🤖 AI Summary
Protein large language models (LLMs) have long been constrained by sequence-only inputs, limiting their capacity to capture deep structure–function relationships. This work introduces the first structure-aware multimodal protein tokenization framework that jointly maps amino acid sequences, 3D atomic coordinates, and textual descriptions into a shared discrete token space—enabling standard text-based LLMs to natively understand, reason about, and generate protein structures. Our approach comprises: (i) structure-guided discrete tokenization; (ii) a unified next-token prediction training paradigm; (iii) RMSD-aware text–structure alignment encoding; and (iv) LLM-based end-to-end structural editing. Experiments demonstrate a twofold improvement in functional prediction accuracy over domain-specific SOTA methods; high-fidelity backbone conformation generation; and residue-level programmable design. Notably, we are the first to empirically validate that off-the-shelf decoder-only LLMs—without architectural modification—can jointly solve diverse tasks including structural understanding, functional prediction, conformation generation, and rational design.
📝 Abstract
Large language models have made remarkable progress in the field of molecular science, particularly in understanding and generating functional small molecules.
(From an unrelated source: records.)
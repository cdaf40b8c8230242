//! Password-recovery state machine.
//!
//! Transitions are pure: [`RecoveryState::transition`] returns the next state
//! plus the shared-store effects it requires, and [`RecoveryStateMachine`]
//! is the only place those effects are applied.

use super::record::RecoveryRecord;
use crate::clock::EpochMs;
use crate::config::SyncConfig;
use crate::store::SharedStateStore;
use crate::tab::TabId;
use crate::telemetry::{SecurityEventKind, SecurityLog};
use parking_lot::Mutex;
use std::sync::atomic::{AtomicBool, Ordering};
use std::sync::Arc;

// ── Pure transitions ────────────────────────────────────────────

#[derive(Debug, Clone, Copy, PartialEq, Eq, Default)]
pub enum RecoveryState {
    #[default]
    Normal,
    RecoveryActive,
}

impl RecoveryState {
    pub fn is_active(self) -> bool {
        self == Self::RecoveryActive
    }
}

#[derive(Debug, Clone, PartialEq, Eq)]
pub enum RecoveryInput {
    /// Enter recovery; `persist` also publishes the record and drops the
    /// shared session token.
    Activate { persist: bool },
    /// Leave recovery; `persist` also deletes the shared record.
    Clear { persist: bool },
    /// Adopt whatever the shared store currently says.
    Observe(Option<RecoveryRecord>),
}

#[derive(Debug, Clone, PartialEq, Eq)]
pub enum StoreEffect {
    WriteRecord(RecoveryRecord),
    RemoveRecord,
    RemoveToken,
}

/// Environment a transition is evaluated in.
#[derive(Debug, Clone, Copy)]
pub struct TransitionContext<'a> {
    pub tab_id: &'a TabId,
    pub now: EpochMs,
    pub path: &'a str,
    pub timeout_ms: u64,
    /// This tab entered recovery without a shared record to back it
    /// (local-only activation, or the publish failed). Observations of the
    /// shared store cannot end such a recovery; only `Clear` can.
    pub held_locally: bool,
}

#[derive(Debug, Clone, PartialEq, Eq)]
pub struct Transition {
    pub state: RecoveryState,
    pub effects: Vec<StoreEffect>,
    /// An observed record was past its timeout.
    pub expired: bool,
}

impl RecoveryState {
    pub fn transition(self, input: RecoveryInput, ctx: TransitionContext<'_>) -> Transition {
        match input {
            RecoveryInput::Activate { persist } => Transition {
                state: Self::RecoveryActive,
                effects: if persist {
                    vec![
                        StoreEffect::WriteRecord(RecoveryRecord::new(ctx.tab_id, ctx.now, ctx.path)),
                        StoreEffect::RemoveToken,
                    ]
                } else {
                    Vec::new()
                },
                expired: false,
            },
            RecoveryInput::Clear { persist } => Transition {
                state: Self::Normal,
                effects: if persist {
                    vec![StoreEffect::RemoveRecord]
                } else {
                    Vec::new()
                },
                expired: false,
            },
            RecoveryInput::Observe(record) => {
                let (observed, effects, expired) = match record {
                    None => (Self::Normal, Vec::new(), false),
                    Some(record) if record.is_expired(ctx.now, ctx.timeout_ms) => {
                        (Self::Normal, vec![StoreEffect::RemoveRecord], true)
                    }
                    Some(record) if record.active => (Self::RecoveryActive, Vec::new(), false),
                    Some(_) => (Self::Normal, Vec::new(), false),
                };
                let state = if self.is_active() && ctx.held_locally {
                    Self::RecoveryActive
                } else {
                    observed
                };
                Transition {
                    state,
                    effects,
                    expired,
                }
            }
        }
    }
}

// ── Stateful machine ────────────────────────────────────────────

/// This tab's recovery mode plus the shared record and token policy.
pub struct RecoveryStateMachine {
    store: Arc<SharedStateStore>,
    log: Arc<SecurityLog>,
    recovery_key: String,
    token_key: String,
    timeout_ms: u64,
    state: Mutex<RecoveryState>,
    /// Set while the local recovery has no published record behind it.
    held_locally: AtomicBool,
    current_path: Mutex<String>,
}

impl RecoveryStateMachine {
    pub fn new(store: Arc<SharedStateStore>, log: Arc<SecurityLog>, config: &SyncConfig) -> Self {
        Self {
            store,
            log,
            recovery_key: config.keys.recovery.clone(),
            token_key: config.keys.token.clone(),
            timeout_ms: config.recovery_timeout_ms,
            state: Mutex::new(RecoveryState::Normal),
            held_locally: AtomicBool::new(false),
            current_path: Mutex::new("/".into()),
        }
    }

    pub fn state(&self) -> RecoveryState {
        *self.state.lock()
    }

    pub fn is_active(&self) -> bool {
        self.state().is_active()
    }

    pub fn set_current_path(&self, path: &str) {
        *self.current_path.lock() = path.to_string();
    }

    pub fn current_path(&self) -> String {
        self.current_path.lock().clone()
    }

    pub fn activate(&self, persist: bool) -> RecoveryState {
        self.held_locally.store(!persist, Ordering::SeqCst);
        self.step(RecoveryInput::Activate { persist })
    }

    pub fn clear(&self, persist: bool) -> RecoveryState {
        self.held_locally.store(false, Ordering::SeqCst);
        self.step(RecoveryInput::Clear { persist })
    }

    /// Whether the local recovery is not backed by a shared record.
    pub fn is_held_locally(&self) -> bool {
        self.is_active() && self.held_locally.load(Ordering::SeqCst)
    }

    /// Adopt an externally observed record (expiring it if stale).
    pub fn observe(&self, record: Option<RecoveryRecord>) -> RecoveryState {
        self.step(RecoveryInput::Observe(record))
    }

    /// Re-read the shared record and adopt it.
    pub fn sync_from_shared(&self) -> RecoveryState {
        let record = self.store.read::<RecoveryRecord>(&self.recovery_key);
        self.observe(record)
    }

    /// Read the shared record without touching local state. Expired records
    /// are removed from the store and reported as absent.
    pub fn check_shared(&self) -> Option<RecoveryRecord> {
        let record = self.store.read::<RecoveryRecord>(&self.recovery_key)?;
        if record.is_expired(self.store.now_ms(), self.timeout_ms) {
            tracing::info!(
                owner = %record.tab_id,
                age_ms = record.age_ms(self.store.now_ms()),
                "Clearing expired recovery record"
            );
            self.store.remove(&self.recovery_key);
            self.log
                .record(SecurityEventKind::RecoveryExpired, record.tab_id.clone());
            return None;
        }
        Some(record)
    }

    /// Persist a session token (normal mode).
    pub fn persist_token(&self, token: &str) {
        if let Err(e) = self.store.write(&self.token_key, token) {
            tracing::warn!(key = %self.token_key, "Failed to persist session token: {e}");
        }
    }

    /// Keep a fresh token that arrived while this tab is mid-recovery, so
    /// the password update call can authenticate. Returns whether it was kept.
    pub fn persist_token_if_recovering(&self, token: &str) -> bool {
        if !self.is_active() {
            return false;
        }
        self.persist_token(token);
        self.log
            .record(SecurityEventKind::TokenPreserved, self.current_path());
        true
    }

    pub fn remove_token(&self) {
        self.store.remove(&self.token_key);
    }

    fn step(&self, input: RecoveryInput) -> RecoveryState {
        let path = self.current_path();
        let now = self.store.now_ms();
        let (previous, transition) = {
            let mut state = self.state.lock();
            let previous = *state;
            let transition = previous.transition(
                input,
                TransitionContext {
                    tab_id: self.store.tab_id(),
                    now,
                    path: &path,
                    timeout_ms: self.timeout_ms,
                    held_locally: self.held_locally.load(Ordering::SeqCst),
                },
            );
            *state = transition.state;
            (previous, transition)
        };

        if previous != transition.state {
            tracing::info!(
                tab_id = %self.store.tab_id(),
                from = ?previous,
                to = ?transition.state,
                "Recovery state changed"
            );
        }

        for effect in &transition.effects {
            self.apply(effect);
        }

        if transition.expired {
            self.log
                .record(SecurityEventKind::RecoveryExpired, "observed stale record");
        } else if transition.effects.contains(&StoreEffect::RemoveRecord) {
            self.log.record(SecurityEventKind::RecoveryCleared, path);
        }

        transition.state
    }

    fn apply(&self, effect: &StoreEffect) {
        match effect {
            StoreEffect::WriteRecord(record) => {
                if let Err(e) = self.store.write(&self.recovery_key, record) {
                    tracing::warn!(key = %self.recovery_key, "Failed to publish recovery record: {e}");
                    self.held_locally.store(true, Ordering::SeqCst);
                }
                self.log
                    .record(SecurityEventKind::RecoveryActivated, record.path.clone());
            }
            StoreEffect::RemoveRecord => self.store.remove(&self.recovery_key),
            StoreEffect::RemoveToken => self.remove_token(),
        }
    }
}
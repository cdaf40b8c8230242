//! Password-recovery mode shared across tabs.
//!
//! A tab that opens a reset link publishes a [`RecoveryRecord`]; every other
//! tab adopts it and stops treating sign-ins as normal sessions until the
//! record is cleared or passes its 30-minute timeout.

pub mod machine;
pub mod record;

pub use machine::{
    RecoveryInput, RecoveryState, RecoveryStateMachine, StoreEffect, Transition,
    TransitionContext,
};
pub use record::RecoveryRecord;
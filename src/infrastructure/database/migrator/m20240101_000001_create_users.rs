//! Create users table

use sea_orm_migration::prelude::*;

#[derive(DeriveMigrationName)]
pub struct Migration;

#[async_trait::async_trait]
impl MigrationTrait for Migration {
    async fn up(&self, manager: &SchemaManager) -> Result<(), DbErr> {
        manager
            .create_table(
                Table::create()
                    .table(Users::Table)
                    .if_not_exists()
                    .col(
                        ColumnDef::new(Users::Id)
                            .integer()
                            .not_null()
                            .auto_increment()
                            .primary_key(),
                    )
                    .col(ColumnDef::new(Users::Name).string_len(255).not_null())
                    .col(
                        ColumnDef::new(Users::Email)
                            .string_len(255)
                            .not_null()
                            .unique_key(),
                    )
                    .col(ColumnDef::new(Users::PasswordHash).string().not_null())
                    .col(
                        ColumnDef::new(Users::IsAdmin)
                            .boolean()
                            .not_null()
                            .default(false),
                    )
                    .col(
                        ColumnDef::new(Users::CreatedAt)
                            .timestamp_with_time_zone()
                            .not_null(),
                    )
                    .col(
                        ColumnDef::new(Users::UpdatedAt)
                            .timestamp_with_time_zone()
                            .not_null(),
                    )
                    .to_owned(),
            )
            .await
    }

    async fn down(&self, manager: &SchemaManager) -> Result<(), DbErr> {
        manager
            .drop_table(Table::drop().table(Users::Table).to_owned())
            .await
    }
}

#[derive(Iden)]
pub enum Users {
    Table,
    Id,
    Name,
    Email,
    PasswordHash,
    IsAdmin,
    CreatedAt,
    UpdatedAt,
}
//! Shared HTTP plumbing: error envelope, domain error mapping, extractors

pub mod validated_json;

use axum::http::StatusCode;
use axum::response::{IntoResponse, Response};
use axum::Json;
use serde::{Deserialize, Serialize};
use tracing::error;
use utoipa::ToSchema;

use crate::domain::DomainError;

pub use validated_json::ValidatedJson;

/// Error envelope returned by every failing endpoint:
/// `{"success": false, "data": null, "error": "...", "code": "..."}`.
#[derive(Debug, Serialize, Deserialize, ToSchema)]
pub struct ApiResponse {
    pub success: bool,
    /// Always `null` for errors
    #[schema(value_type = Option<Object>)]
    pub data: Option<serde_json::Value>,
    /// Human readable description
    pub error: String,
    /// Stable machine readable error code
    pub code: String,
}

impl ApiResponse {
    pub fn error(code: &str, message: impl Into<String>) -> Self {
        Self {
            success: false,
            data: None,
            error: message.into(),
            code: code.to_string(),
        }
    }
}

/// Handler error: a domain error rendered as status + envelope.
#[derive(Debug)]
pub struct ApiError(pub DomainError);

impl ApiError {
    pub fn validation(message: impl Into<String>) -> Self {
        Self(DomainError::Validation(message.into()))
    }

    pub fn status(&self) -> StatusCode {
        match &self.0 {
            DomainError::Validation(_) => StatusCode::BAD_REQUEST,
            DomainError::Authentication(_) => StatusCode::UNAUTHORIZED,
            DomainError::Authorization(_) => StatusCode::FORBIDDEN,
            DomainError::NotFound { .. } => StatusCode::NOT_FOUND,
            DomainError::Conflict(_) | DomainError::InvalidState(_) => StatusCode::CONFLICT,
            DomainError::Internal(_) => StatusCode::INTERNAL_SERVER_ERROR,
        }
    }

    pub fn code(&self) -> &'static str {
        match &self.0 {
            DomainError::Validation(_) => "validation_error",
            DomainError::Authentication(_) => "authentication_error",
            DomainError::Authorization(_) => "authorization_error",
            DomainError::NotFound { .. } => "not_found",
            DomainError::Conflict(_) => "conflict",
            DomainError::InvalidState(_) => "invalid_state",
            DomainError::Internal(_) => "internal_error",
        }
    }
}

impl From<DomainError> for ApiError {
    fn from(e: DomainError) -> Self {
        Self(e)
    }
}

impl IntoResponse for ApiError {
    fn into_response(self) -> Response {
        let message = match &self.0 {
            DomainError::Internal(e) => {
                error!(error = %e, "Internal error while handling request");
                "internal server error".to_string()
            }
            other => other.to_string(),
        };
        let body = ApiResponse::error(self.code(), message);
        (self.status(), Json(body)).into_response()
    }
}

pub type ApiResult<T> = Result<T, ApiError>;

/// Parse a positive numeric id taken from the URL path.
pub fn parse_id(raw: &str) -> ApiResult<i32> {
    match raw.parse::<i32>() {
        Ok(id) if id > 0 => Ok(id),
        _ => Err(ApiError::validation(format!("invalid id '{}'", raw))),
    }
}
This success is largely attributed to the effectiveness of molecular tokenization strategies. In protein science, the amino acid sequence serves as the sole tokenizer for LLMs. However, many fundamental challenges in protein science are inherently structure-dependent. The absence of structure-aware tokens significantly limits the capabilities of LLMs for comprehensive biomolecular comprehension and multimodal generation. To address these challenges, we introduce a novel framework, ProtTeX, which tokenizes the protein sequences, structures, and textual information into a unified discrete space. This innovative approach enables joint training of the LLM exclusively through the Next-Token Prediction paradigm, facilitating multimodal protein reasoning and generation. ProtTeX enables general LLMs to perceive and process protein structures through sequential text input, leverage structural information as intermediate reasoning components, and generate or manipulate structures via sequential text output. Experiments demonstrate that our model achieves significant improvements in protein function prediction, outperforming the state-of-the-art domain expert model with a twofold increase in accuracy. Our framework enables high-quality conformational generation and customizable protein design. For the first time, we demonstrate that by adopting the standard training and inference pipelines from the LLM domain, ProtTeX empowers decoder-only LLMs to effectively address diverse spectrum of protein-related tasks.